The National Trust is well known to many. Here in the geopark they have a number of venues open to the public, including Brockhampton, Croome, Dudmaston and Kinver Edge. Many of these are also important geological sites.

Severn Valley Railway operate steam trains along this superbly restored branch line most weekends of the year, daily from late Spring to early Autumn. In addition the railway operates throughout all local school holidays. The Railway boasts one of the largest collections of working steam locomotives and coaches, including some rolling stock, which is over 80 years old. Freedom of the Line’ train tickets offer the best value fare. They permit unlimited travel on the day of your visit and include FREE admission to The Engine House Visitor Centre. No visit to the SVR is complete without going to the Visitor Centre at Highley.

Shropshire Council are proud to be part of the Abberley and Malvern Hills Geopark. Severn Valley Country Park sits in a prominent position in the Severn valley in an area of particular geological significance. The geology of the valley has been exploited through sandstone quarrying and coal mining over many years. This left a landscape scarred by industry. After a massive land reclamation scheme, Severn Valley Country Park was born. It is now a thriving 126 acre Green Flag award-winning park. With a large car park, teashop, visitor centre and toilets as well as a childrens play area it is a great day out for all the family. The waymarked walking routes mean that the park is a fantastic gateway for exploring the Geopark. The Geopark Way passes through the park for those who prefer longer walks!

Transport in the Landscape Group are an association of both amateur and professional enthusiasts who share a common interest in transport systems, with particular reference to the way these networks interact with landscape and the natural environment.  As such, our participants include transport historians, economic and social historians, economic and social geographers, geomorphologists, engineering geologists, economic geologists, environmental scientists, industrial archaeologists and civil engineers.  They endeavor to foster public awareness and interest in a wide variety of transport systems including river and canal navigations; various road transport systems – from prehistoric to present day – and all manner of rail systems. The latter range from the earliest wooden rails, via tramroads and plateways to modern railways.  The commonality and interface of all these systems and their shared relationship with settlement patterns such as harbours, river ports, collieries and manufactories will be obvious to all of us and thereby forms part of our remit.

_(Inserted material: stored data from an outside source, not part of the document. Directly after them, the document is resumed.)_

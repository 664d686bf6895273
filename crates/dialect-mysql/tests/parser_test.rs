use schemadrift_core::{Dialect, DiffError, Error, Ident, ParseError, SchemaObject, ViewSecurity};
use schemadrift_dialect_mysql::MysqlDialect;

#[test]
fn unsupported_statement_reports_statement_context() {
    let dialect = MysqlDialect;
    let sql = "CREATE TABLE users (id bigint);\nDROP TABLE users;";

    let error = dialect
        .parse(sql)
        .expect_err("unsupported statement should fail fast");

    match error {
        Error::Parse(ParseError::StatementConversion {
            statement_index,
            source_sql,
            source_location,
            ..
        }) => {
            assert_eq!(statement_index, 1);
            assert!(source_sql.contains("DROP TABLE users"));
            assert_eq!(
                source_location.as_ref().map(|location| location.line),
                Some(2)
            );
        }
        other => panic!("expected parse statement conversion error, got {other:?}"),
    }
}

#[test]
fn trailing_renamed_annotation_is_attached_to_table() {
    let dialect = MysqlDialect;
    let sql = "CREATE TABLE users (id bigint); -- @renamed from=legacy_users\n";

    let objects = dialect.parse(sql).expect("mysql parse pipeline");

    assert_eq!(objects.len(), 1);
    let SchemaObject::Table(table) = &objects[0] else {
        panic!("expected table object");
    };
    assert_eq!(table.name.name, Ident::unquoted("users"));
    assert_eq!(table.renamed_from, Some(Ident::unquoted("legacy_users")));
}

#[test]
fn orphan_renamed_annotation_fails_fast() {
    let dialect = MysqlDialect;
    let sql = "CREATE TABLE users (id bigint);\n-- @renamed from=legacy_users\n";

    let error = dialect
        .parse(sql)
        .expect_err("orphan annotation must not be silently ignored");

    match error {
        Error::Diff(DiffError::ObjectComparison { target, operation }) => {
            assert!(target.contains("annotation @renamed from=legacy_users on line 2"));
            assert_eq!(operation, "rename annotation mismatch");
        }
        other => panic!("expected orphan annotation mismatch, got {other:?}"),
    }
}

#[test]
fn create_sql_security_view_is_supported() {
    let dialect = MysqlDialect;
    let sql = "CREATE SQL SECURITY DEFINER VIEW `masked_entities_view` AS select `sample_schema`.`sample_entities`.`member_id` AS `member_id` from `sample_schema`.`sample_entities`;";

    let objects = dialect.parse(sql).expect("mysql parse pipeline");

    assert_eq!(objects.len(), 1);
    let SchemaObject::View(view) = &objects[0] else {
        panic!("expected view object");
    };
    assert_eq!(view.name.name, Ident::quoted("masked_entities_view"));
    assert_eq!(view.security, Some(ViewSecurity::Definer));
    assert!(view.query.contains("sample_schema"));
}

#[test]
fn trailing_renamed_annotation_is_attached_to_view() {
    let dialect = MysqlDialect;
    let sql =
        "CREATE VIEW users_view AS SELECT id FROM users; -- @renamed from=legacy_users_view\n";

    let objects = dialect.parse(sql).expect("mysql parse pipeline");

    assert_eq!(objects.len(), 1);
    let SchemaObject::View(view) = &objects[0] else {
        panic!("expected view object");
    };
    assert_eq!(
        view.renamed_from,
        Some(Ident::unquoted("legacy_users_view"))
    );
}
fn render_binary_operator(op: &BinaryOperator) -> &'static str {
    match op {
        BinaryOperator::Add => "+",
        BinaryOperator::Subtract => "-",
        BinaryOperator::Multiply => "*",
        BinaryOperator::Divide => "/",
        BinaryOperator::Modulo => "%",
        BinaryOperator::StringConcat => "||",
        BinaryOperator::BitwiseAnd => "&",
        BinaryOperator::BitwiseOr => "|",
        BinaryOperator::BitwiseXor => "^",
    }
}

fn render_comparison_op(op: &ComparisonOp) -> &'static str {
    match op {
        ComparisonOp::Equal => "=",
        ComparisonOp::NotEqual => "!=",
        ComparisonOp::GreaterThan => ">",
        ComparisonOp::GreaterThanOrEqual => ">=",
        ComparisonOp::LessThan => "<",
        ComparisonOp::LessThanOrEqual => "<=",
        ComparisonOp::Like => "LIKE",
        ComparisonOp::ILike => "LIKE",
    }
}

fn render_set_quantifier(quantifier: &schemadrift_core::SetQuantifier) -> &'static str {
    match quantifier {
        schemadrift_core::SetQuantifier::Any => "ANY",
        schemadrift_core::SetQuantifier::Some => "SOME",
        schemadrift_core::SetQuantifier::All => "ALL",
    }
}

fn render_is_test(test: &IsTest) -> &'static str {
    match test {
        IsTest::Null => "NULL",
        IsTest::NotNull => "NOT NULL",
        IsTest::True => "TRUE",
        IsTest::NotTrue => "NOT TRUE",
        IsTest::False => "FALSE",
        IsTest::NotFalse => "NOT FALSE",
        IsTest::Unknown => "UNKNOWN",
        IsTest::NotUnknown => "NOT UNKNOWN",
    }
}

fn render_fk_action(action: ForeignKeyAction) -> &'static str {
    match action {
        ForeignKeyAction::NoAction => "NO ACTION",
        ForeignKeyAction::Restrict => "RESTRICT",
        ForeignKeyAction::Cascade => "CASCADE",
        ForeignKeyAction::SetNull => "SET NULL",
        ForeignKeyAction::SetDefault => "SET DEFAULT",
    }
}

Woolhope Naturalist’s Field club Geology Sections origins reach back to the founders’ interest and research in the geology of the Woolhope Dome and its Silurian stratigraphy, dating from the mid-19th century. Amongst other subjects, geology has featured in its activities ever since. However, in November 2002 a specialist Geology Section was formed so that this field of interest could be pursued more actively, both by enthusiasts within the Club and other prospective members. Participation is open to all existing (and prospective) members of the Woolhope Club, with a programme of meetings and field excursions arranged each year.

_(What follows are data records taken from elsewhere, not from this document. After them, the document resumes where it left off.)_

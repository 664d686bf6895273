use schemadrift_testkit::load_test_cases_from_str;

#[test]
fn defaults_offline_to_false_when_omitted() {
    let yaml = r#"
default_offline:
  current: CREATE TABLE users (id INT);
  desired: CREATE TABLE users (id INT);
"#;

    let cases = load_test_cases_from_str(yaml).expect("yaml must parse");
    let case = cases
        .get("default_offline")
        .expect("named testcase must be present");

    assert!(!case.offline, "offline omitted must default to false");
}

#[test]
fn preserves_error_and_version_and_flavor_fields() {
    let yaml = r#"
metadata:
  current: CREATE TABLE users (id INT);
  desired: CREATE TABLE users (id INT, name TEXT);
  error: unsupported op
  min_version: "13.2"
  max_version: "15.0"
  flavor: pgvector
"#;

    let cases = load_test_cases_from_str(yaml).expect("yaml must parse");
    let case = cases
        .get("metadata")
        .expect("named testcase must be present");

    assert_eq!(case.error.as_deref(), Some("unsupported op"));
    assert_eq!(case.min_version.as_deref(), Some("13.2"));
    assert_eq!(case.max_version.as_deref(), Some("15.0"));
    assert_eq!(case.flavor.as_deref(), Some("pgvector"));
}

#[test]
fn preserves_enable_drop_as_tristate_option() {
    let yaml = r#"
omitted:
  current: CREATE TABLE users (id INT);
  desired: CREATE TABLE users (id INT);
enabled:
  current: CREATE TABLE users (id INT);
  desired: CREATE TABLE users (id INT);
  enable_drop: true
disabled:
  current: CREATE TABLE users (id INT);
  desired: CREATE TABLE users (id INT);
  enable_drop: false
"#;

    let cases = load_test_cases_from_str(yaml).expect("yaml must parse");

    let omitted = cases.get("omitted").expect("omitted testcase must exist");
    let enabled = cases.get("enabled").expect("enabled testcase must exist");
    let disabled = cases.get("disabled").expect("disabled testcase must exist");

    assert_eq!(omitted.enable_drop, None);
    assert_eq!(enabled.enable_drop, Some(true));
    assert_eq!(disabled.enable_drop, Some(false));
}
pub fn all_diffop_variants() -> Vec<DiffOp> {
    let table_name = qualified(Some("public"), "users");

    vec![
        DiffOp::CreateTable(sample_table("users")),
        DiffOp::DropTable(table_name.clone()),
        DiffOp::RenameTable {
            from: table_name.clone(),
            to: qualified(Some("public"), "app_users"),
        },
        DiffOp::AddColumn {
            table: table_name.clone(),
            column: Box::new(sample_column("nickname")),
            position: Some(ColumnPosition::After(ident("email"))),
        },
        DiffOp::DropColumn {
            table: table_name.clone(),
            column: ident("legacy_code"),
        },
        DiffOp::AlterColumn {
            table: table_name.clone(),
            column: ident("email"),
            changes: all_column_change_variants(),
        },
        DiffOp::RenameColumn {
            table: table_name.clone(),
            from: ident("full_name"),
            to: ident("display_name"),
        },
        DiffOp::AddIndex(sample_index()),
        DiffOp::DropIndex {
            owner: IndexOwner::Table(table_name.clone()),
            name: ident("users_email_idx"),
        },
        DiffOp::RenameIndex {
            owner: IndexOwner::Table(table_name.clone()),
            from: ident("users_email_idx"),
            to: ident("users_email_unique_idx"),
        },
        DiffOp::AddForeignKey {
            table: table_name.clone(),
            fk: ForeignKey {
                name: Some(ident("users_org_fk")),
                columns: vec![ident("org_id")],
                referenced_table: qualified(Some("public"), "organizations"),
                referenced_columns: vec![ident("id")],
                on_delete: Some(ForeignKeyAction::Cascade),
                on_update: Some(ForeignKeyAction::NoAction),
                deferrable: None,
                extra: BTreeMap::new(),
            },
        },
        DiffOp::DropForeignKey {
            table: table_name.clone(),
            name: ident("users_org_fk"),
        },
        DiffOp::AddCheck {
            table: table_name.clone(),
            check: CheckConstraint {
                name: Some(ident("users_age_check")),
                expr: Expr::Raw("age >= 0".to_string()),
                no_inherit: false,
            },
        },
        DiffOp::DropCheck {
            table: table_name.clone(),
            name: ident("users_age_check"),
        },
        DiffOp::AddExclusion {
            table: table_name.clone(),
            exclusion: ExclusionConstraint {
                name: Some(ident("users_room_excl")),
                index_method: "gist".to_string(),
                elements: vec![ExclusionElement {
                    expr: Expr::Ident(ident("room_id")),
                    operator: "=".to_string(),
                    opclass: None,
                    order: Some(SortOrder::Asc),
                    nulls: Some(NullsOrder::Last),
                }],
                where_clause: None,
                deferrable: None,
            },
        },
        DiffOp::DropExclusion {
            table: table_name.clone(),
            name: ident("users_room_excl"),
        },
        DiffOp::SetPrimaryKey {
            table: table_name.clone(),
            pk: PrimaryKey {
                name: Some(ident("users_pkey")),
                columns: vec![ident("id")],
            },
        },
        DiffOp::DropPrimaryKey {
            table: table_name.clone(),
        },
        DiffOp::AddPartition {
            table: table_name.clone(),
            partition: Partition {
                strategy: PartitionStrategy::List,
                columns: vec![ident("tenant_id")],
                partitions: vec![PartitionElement {
                    name: ident("users_tenant_a"),
                    bound: Some(PartitionBound::In(vec![Expr::Literal(Literal::String(
                        "tenant_a".to_string(),
                    ))])),
                    extra: BTreeMap::new(),
                }],
            },
        },
        DiffOp::DropPartition {
            table: table_name.clone(),
            name: ident("users_tenant_a"),
        },
        DiffOp::CreateView(sample_view()),
        DiffOp::DropView(qualified(Some("public"), "active_users")),
        DiffOp::CreateMaterializedView(sample_materialized_view()),
        DiffOp::DropMaterializedView(qualified(Some("public"), "active_users_mv")),
        DiffOp::CreateSequence(sample_sequence()),
        DiffOp::DropSequence(qualified(Some("public"), "users_id_seq")),
        DiffOp::AlterSequence {
            name: qualified(Some("public"), "users_id_seq"),
            changes: all_sequence_change_variants(),
        },
        DiffOp::CreateTrigger(sample_trigger()),
        DiffOp::DropTrigger {
            name: qualified(Some("public"), "users_set_updated_at"),
            table: Some(table_name.clone()),
        },
        DiffOp::CreateFunction(sample_function()),
        DiffOp::DropFunction(qualified(Some("public"), "set_updated_at")),
        DiffOp::CreateType(sample_type()),
        DiffOp::DropType(qualified(Some("public"), "status")),
        DiffOp::AlterType {
            name: qualified(Some("public"), "status"),
            change: TypeChange::AddValue {
                value: "archived".to_string(),
                position: Some(EnumValuePosition::Before("active".to_string())),
            },
        },
        DiffOp::CreateDomain(sample_domain()),
        DiffOp::DropDomain(qualified(Some("public"), "email_domain")),
        DiffOp::AlterDomain {
            name: qualified(Some("public"), "email_domain"),
            change: DomainChange::AddConstraint {
                name: Some(ident("email_domain_check")),
                check: Expr::Raw("VALUE <> ''".to_string()),
            },
        },
        DiffOp::CreateExtension(sample_extension()),
        DiffOp::DropExtension(qualified(None, "pg_trgm")),
        DiffOp::CreateSchema(sample_schema()),
        DiffOp::DropSchema(qualified(None, "reporting")),
        DiffOp::SetComment(sample_comment()),
        DiffOp::DropComment {
            target: CommentTarget::Column {
                table: table_name.clone(),
                column: ident("email"),
            },
        },
        DiffOp::Grant(sample_privilege()),
        DiffOp::Revoke(sample_privilege()),
        DiffOp::CreatePolicy(sample_policy()),
        DiffOp::DropPolicy {
            name: ident("users_isolation"),
            table: table_name.clone(),
        },
        DiffOp::AlterTableOptions {
            table: table_name,
            options: TableOptions {
                extra: BTreeMap::from([(String::from("autovacuum_enabled"), Value::Bool(true))]),
            },
        },
    ]
}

Worcester Cathderal is one of England’s loveliest cathedrals. With royal tombs of King John and Prince Arthur, medieval cloisters, ancient crypt and chapter house, and magnificent Victorian stained glass. There is also a fascinating ancient library and archive, which houses the second largest collection of medieval manuscripts in any cathedral in the UK.

Worcestershire Archaeology and Archive Service. Under their care thousands of archaeological sites, historic buildings and landscapes are recorded and 12 miles of original archives are collected and preserved. These are made available to customers under the guidance of friendly, knowledgeable and experienced staff. All types of research on Worcestershire people and places can be undertaken using the comprehensive resources of the Historic Environment Record and the archive collections.